> [Record excerpts]:
'''

// SPDX-FileCopyrightText: 2025 Semiotic AI, Inc.
//
// SPDX-License-Identifier: Apache-2.0
//! Test utilities and fake implementations
//!
//! Fakes for the clock, the attestation service, the transfer engine and the
//! wallet connection, so polling, session, progress and outcome logic can be
//! exercised without a chain or a wallet.

use alloy_primitives::TxHash;
use async_trait::async_trait;
use std::sync::atomic::{AtomicUsize, Ordering};
use std::sync::{Arc, Mutex};
use std::time::{Duration, Instant};

use crate::clock::Clock;
use crate::engine::{
    AttestationProvider, AttestationStatus, AttestedMessage, BridgeResult, BurnFee, Estimate,
    StepResult, TransferEngine, TransferRequest, V2Message, V2MessagesResponse,
};
use crate::error::{BridgeError, Result};
use crate::progress::StepName;
use crate::wallet::{SharedEngine, WalletConnection};

// ============================================================================
// Fake Clock
// ============================================================================

/// A clock that only moves when told to.
#[derive(Clone, Debug)]
pub struct FakeClock {
    current_time: Arc<Mutex<Instant>>,
    sleep_log: Arc<Mutex<Vec<Duration>>>,
}

impl Default for FakeClock {
    fn default() -> Self {
        Self {
            current_time: Arc::new(Mutex::new(Instant::now())),
            sleep_log: Arc::new(Mutex::new(Vec::new())),
        }
    }
}

impl FakeClock {
    pub fn new() -> Self {
        Self::default()
    }

    pub fn advance(&self, duration: Duration) {
        let mut time = self.current_time.lock().unwrap();
        *time += duration;
    }

    pub fn total_sleep_time(&self) -> Duration {
        self.sleep_log.lock().unwrap().iter().sum()
    }

    pub fn sleep_count(&self) -> usize {
        self.sleep_log.lock().unwrap().len()
    }
}

#[async_trait]
impl Clock for FakeClock {
    async fn sleep(&self, duration: Duration) {
        self.sleep_log.lock().unwrap().push(duration);
        self.advance(duration);
    }

    fn now(&self) -> Instant {
        *self.current_time.lock().unwrap()
    }
}

// ============================================================================
// Fake Attestation Provider
// ============================================================================

/// One scripted answer of [`FakeAttestationProvider`].
#[derive(Debug, Clone)]
pub enum IrisReply {
    /// HTTP 429 with this `Retry-After`.
    RateLimited { retry_after_seconds: u64 },
    /// HTTP 404.
    NotFound,
    /// A body that does not decode.
    Malformed,
    /// A 200 with an empty message list.
    NoMessages,
    Pending,
    Failed,
    /// Complete but without message or attestation bytes.
    CompleteWithoutData,
    Complete(AttestedMessage),
}

impl IrisReply {
    fn into_response(self) -> Result<V2MessagesResponse> {
        let message = |status, attested: Option<AttestedMessage>| V2MessagesResponse {
            messages: vec![V2Message {
                status,
                message: attested.as_ref().map(|a| a.message.clone()),
                attestation: attested.map(|a| a.attestation),
            }],
        };
        match self {
            Self::RateLimited {
                retry_after_seconds,
            } => Err(BridgeError::RateLimitExceeded {
                retry_after_seconds,
            }),
            Self::NotFound => Err(BridgeError::AttestationNotFound),
            Self::Malformed => serde_json::from_str("{\"messages\":").map_err(BridgeError::from),
            Self::NoMessages => Ok(V2MessagesResponse { messages: vec![] }),
            Self::Pending => Ok(message(AttestationStatus::Pending, None)),
            Self::Failed => Ok(message(AttestationStatus::Failed, None)),
            Self::CompleteWithoutData => Ok(message(AttestationStatus::Complete, None)),
            Self::Complete(attested) => Ok(message(AttestationStatus::Complete, Some(attested))),
        }
    }
}

/// An attestation service that replays scripted answers in order.
///
/// Once the script runs out the last answer repeats. With no script every
/// request answers 404.
#[derive(Clone, Debug, Default)]
pub struct FakeAttestationProvider {
    replies: Arc<Mutex<Vec<IrisReply>>>,
    calls: Arc<AtomicUsize>,
    burn_fees: Arc<Mutex<Vec<BurnFee>>>,
}

impl FakeAttestationProvider {
    pub fn new() -> Self {
        Self::default()
    }

    pub fn add_response_sequence(&self, replies: Vec<IrisReply>) {
        *self.replies.lock().unwrap() = replies;
        self.calls.store(0, Ordering::SeqCst);
    }

    pub fn add_complete_response(&self, attested: AttestedMessage) {
        self.add_response_sequence(vec![IrisReply::Complete(attested)]);
    }

    pub fn add_always_pending(&self) {
        self.add_response_sequence(vec![IrisReply::Pending]);
    }

    pub fn with_burn_fees(self, fees: Vec<BurnFee>) -> Self {
        *self.burn_fees.lock().unwrap() = fees;
        self
    }

    /// Number of `get_messages` calls so far.
    pub fn call_count(&self) -> usize {
        self.calls.load(Ordering::SeqCst)
    }
}

#[async_trait]
impl AttestationProvider for FakeAttestationProvider {
    async fn get_messages(&self, _source_domain: u32, _tx_hash: TxHash) -> Result<V2MessagesResponse> {
        let index = self.calls.fetch_add(1, Ordering::SeqCst);
        let replies = self.replies.lock().unwrap();
        let reply = replies
            .get(index)
            .or_else(|| replies.last())
            .cloned()
            .unwrap_or(IrisReply::NotFound);
        reply.into_response()
    }

    async fn get_burn_fees(
        &self,
        _source_domain: u32,
        _destination_domain: u32,
    ) -> Result<Vec<BurnFee>> {
        Ok(self.burn_fees.lock().unwrap().clone())
    }
}

// ============================================================================
// Fake Engine
// ============================================================================

/// What the fake engine does when `bridge` is called.
#[derive(Debug, Clone)]
pub enum BridgeScript {
    /// Every step succeeds; approve carries `tx_hash`.
    Succeed { tx_hash: String },
    /// Returns these step results as-is.
    Steps(Vec<StepResult>),
    /// Fails with this message.
    Fail(String),
}

/// A transfer engine with scripted responses.
///
/// Latency is spent with `tokio::time::sleep`, so paused-time tests can
/// observe a call while it is in flight.
#[derive(Debug)]
pub struct FakeEngine {
    estimate: Mutex<std::result::Result<Estimate, String>>,
    bridge: Mutex<BridgeScript>,
    latency: Duration,
    estimate_calls: AtomicUsize,
    bridge_calls: AtomicUsize,
    last_request: Mutex<Option<TransferRequest>>,
}

impl Default for FakeEngine {
    fn default() -> Self {
        Self {
            estimate: Mutex::new(Ok(Estimate::default())),
            bridge: Mutex::new(BridgeScript::Succeed {
                tx_hash: format!("0x{}", "ab".repeat(32)),
            }),
            latency: Duration::ZERO,
            estimate_calls: AtomicUsize::new(0),
            bridge_calls: AtomicUsize::new(0),
            last_request: Mutex::new(None),
        }
    }
}

impl FakeEngine {
    pub fn new() -> Self {
        Self::default()
    }

    pub fn with_latency(mut self, latency: Duration) -> Self {
        self.latency = latency;
        self
    }

    pub fn with_estimate(self, estimate: Estimate) -> Self {
        *self.estimate.lock().unwrap() = Ok(estimate);
        self
    }

    pub fn with_estimate_error(self, message: impl Into<String>) -> Self {
        *self.estimate.lock().unwrap() = Err(message.into());
        self
    }

    pub fn with_bridge(self, script: BridgeScript) -> Self {
        *self.bridge.lock().unwrap() = script;
        self
    }

    pub fn failing_with(self, message: impl Into<String>) -> Self {
        self.with_bridge(BridgeScript::Fail(message.into()))
    }

    pub fn estimate_calls(&self) -> usize {
        self.estimate_calls.load(Ordering::SeqCst)
    }

    pub fn bridge_calls(&self) -> usize {
        self.bridge_calls.load(Ordering::SeqCst)
    }

    pub fn last_request(&self) -> Option<TransferRequest> {
        self.last_request.lock().unwrap().clone()
    }

    async fn wait(&self) {
        if !self.latency.is_zero() {
            tokio::time::sleep(self.latency).await;
        }
    }
}

#[async_trait]
impl TransferEngine for FakeEngine {
    async fn estimate(&self, request: &TransferRequest) -> Result<Estimate> {
        self.estimate_calls.fetch_add(1, Ordering::SeqCst);
        *self.last_request.lock().unwrap() = Some(request.clone());
        self.wait().await;
        self.estimate.lock().unwrap().clone().map_err(BridgeError::Engine)
    }

    async fn bridge(&self, request: &TransferRequest) -> Result<BridgeResult> {
        self.bridge_calls.fetch_add(1, Ordering::SeqCst);
        *self.last_request.lock().unwrap() = Some(request.clone());
        self.wait().await;

        let script = self.bridge.lock().unwrap().clone();
        let steps = match script {
            BridgeScript::Succeed { tx_hash } => StepName::ALL
                .into_iter()
                .map(|name| {
                    let hash = (name == StepName::Approve).then(|| tx_hash.clone());
                    StepResult::success(name, hash, None)
                })
                .collect(),
            BridgeScript::Steps(steps) => steps,
            BridgeScript::Fail(message) => return Err(BridgeError::Engine(message)),
        };

        Ok(BridgeResult {
            source: request.from,
            destination: request.to,
            amount: request.amount.clone(),
            recipient: request.recipient,
            speed: request.speed,
            steps,
        })
    }
}

// ============================================================================
// Fake Wallet
// ============================================================================

/// A wallet connection with configurable provider slots and failures.
#[derive(Default)]
pub struct FakeWallet {
    client: Option<SharedEngine>,
    connector: Option<SharedEngine>,
    connector_fails: bool,
    switch_fails: bool,
    connector_calls: AtomicUsize,
    switched_to: Mutex<Vec<u64>>,
}

impl FakeWallet {
    pub fn new() -> Self {
        Self::default()
    }

    /// A wallet whose client exposes `engine` directly.
    pub fn connected(engine: SharedEngine) -> Self {
        Self::new().with_client(engine)
    }

    pub fn with_client(mut self, engine: SharedEngine) -> Self {
        self.client = Some(engine);
        self
    }

    pub fn with_connector(mut self, engine: SharedEngine) -> Self {
        self.connector = Some(engine);
        self
    }

    pub fn with_failing_connector(mut self) -> Self {
        self.connector_fails = true;
        self
    }

    pub fn with_failing_switch(mut self) -> Self {
        self.switch_fails = true;
        self
    }

    pub fn connector_calls(&self) -> usize {
        self.connector_calls.load(Ordering::SeqCst)
    }

    /// Chain ids passed to `switch_chain`, in call order.
    pub fn switched_to(&self) -> Vec<u64> {
        self.switched_to.lock().unwrap().clone()
    }
}

#[async_trait]
impl WalletConnection for FakeWallet {
    fn client_provider(&self) -> Option<SharedEngine> {
        self.client.clone()
    }

    async fn connector_provider(&self) -> Result<Option<SharedEngine>> {
        self.connector_calls.fetch_add(1, Ordering::SeqCst);
        if self.connector_fails {
            return Err(BridgeError::Provider("connector unavailable".to_string()));
        }
        Ok(self.connector.clone())
    }

    async fn switch_chain(&self, chain_id: alloy_chains::Chain) -> Result<()> {
        self.switched_to.lock().unwrap().push(chain_id.id());
        if self.switch_fails {
            return Err(BridgeError::Provider("switch chain not supported".to_string()));
        }
        Ok(())
    }
}

#[cfg(test)]
mod tests {
    use super::*;
    use crate::chain::Chain;
    use crate::engine::StepState;

    fn request() -> TransferRequest {
        TransferRequest::builder()
            .from(Chain::EthereumSepolia)
            .to(Chain::ArcTestnet)
            .amount("2.5")
            .build()
    }

    #[tokio::test]
    async fn test_fake_clock_tracks_sleep_calls() {
        let clock = FakeClock::new();
        let start = clock.now();

        clock.sleep(Duration::from_secs(60)).await;
        clock.sleep(Duration::from_secs(120)).await;

        assert_eq!(clock.sleep_count(), 2);
        assert_eq!(clock.total_sleep_time(), Duration::from_secs(180));
        assert_eq!(clock.now() - start, Duration::from_secs(180));
    }

    #[tokio::test]
    async fn test_fake_engine_default_succeeds() {
        let engine = FakeEngine::new();
        let result = engine.bridge(&request()).await.unwrap();

        assert_eq!(result.steps.len(), 4);
        assert!(result.steps.iter().all(|s| s.state == StepState::Success));
        assert!(result.first_tx_hash().is_some());
        assert_eq!(engine.bridge_calls(), 1);
        assert_eq!(engine.last_request(), Some(request()));
    }

    #[tokio::test]
    async fn test_fake_engine_failure_message_is_verbatim() {
        let engine = FakeEngine::new()
            .failing_with("Mint step failed: insufficient gas")
            .with_estimate_error("rpc down");
        let err = engine.bridge(&request()).await.unwrap_err();
        assert_eq!(err.to_string(), "Mint step failed: insufficient gas");
        let err = engine.estimate(&request()).await.unwrap_err();
        assert_eq!(err.to_string(), "rpc down");
    }

    #[tokio::test(start_paused = true)]
    async fn test_fake_engine_latency_uses_tokio_time() {
        let engine = FakeEngine::new().with_latency(Duration::from_secs(5));
        let start = tokio::time::Instant::now();
        engine.estimate(&request()).await.unwrap();
        assert_eq!(start.elapsed(), Duration::from_secs(5));
    }

    #[tokio::test]
    async fn test_fake_wallet_records_switches() {
        let wallet = FakeWallet::new().with_failing_switch();
        let result = wallet
            .switch_chain(Chain::ArcTestnet.chain_id())
            .await;
        assert!(result.is_err());
        assert_eq!(wallet.switched_to(), vec![5_042_002]);
    }
}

'''

> [Assignment]:
If a line in the entries contains the word "down", copy that line out.

> [Written response]:
            .with_estimate_error("rpc down");
        assert_eq!(err.to_string(), "rpc down");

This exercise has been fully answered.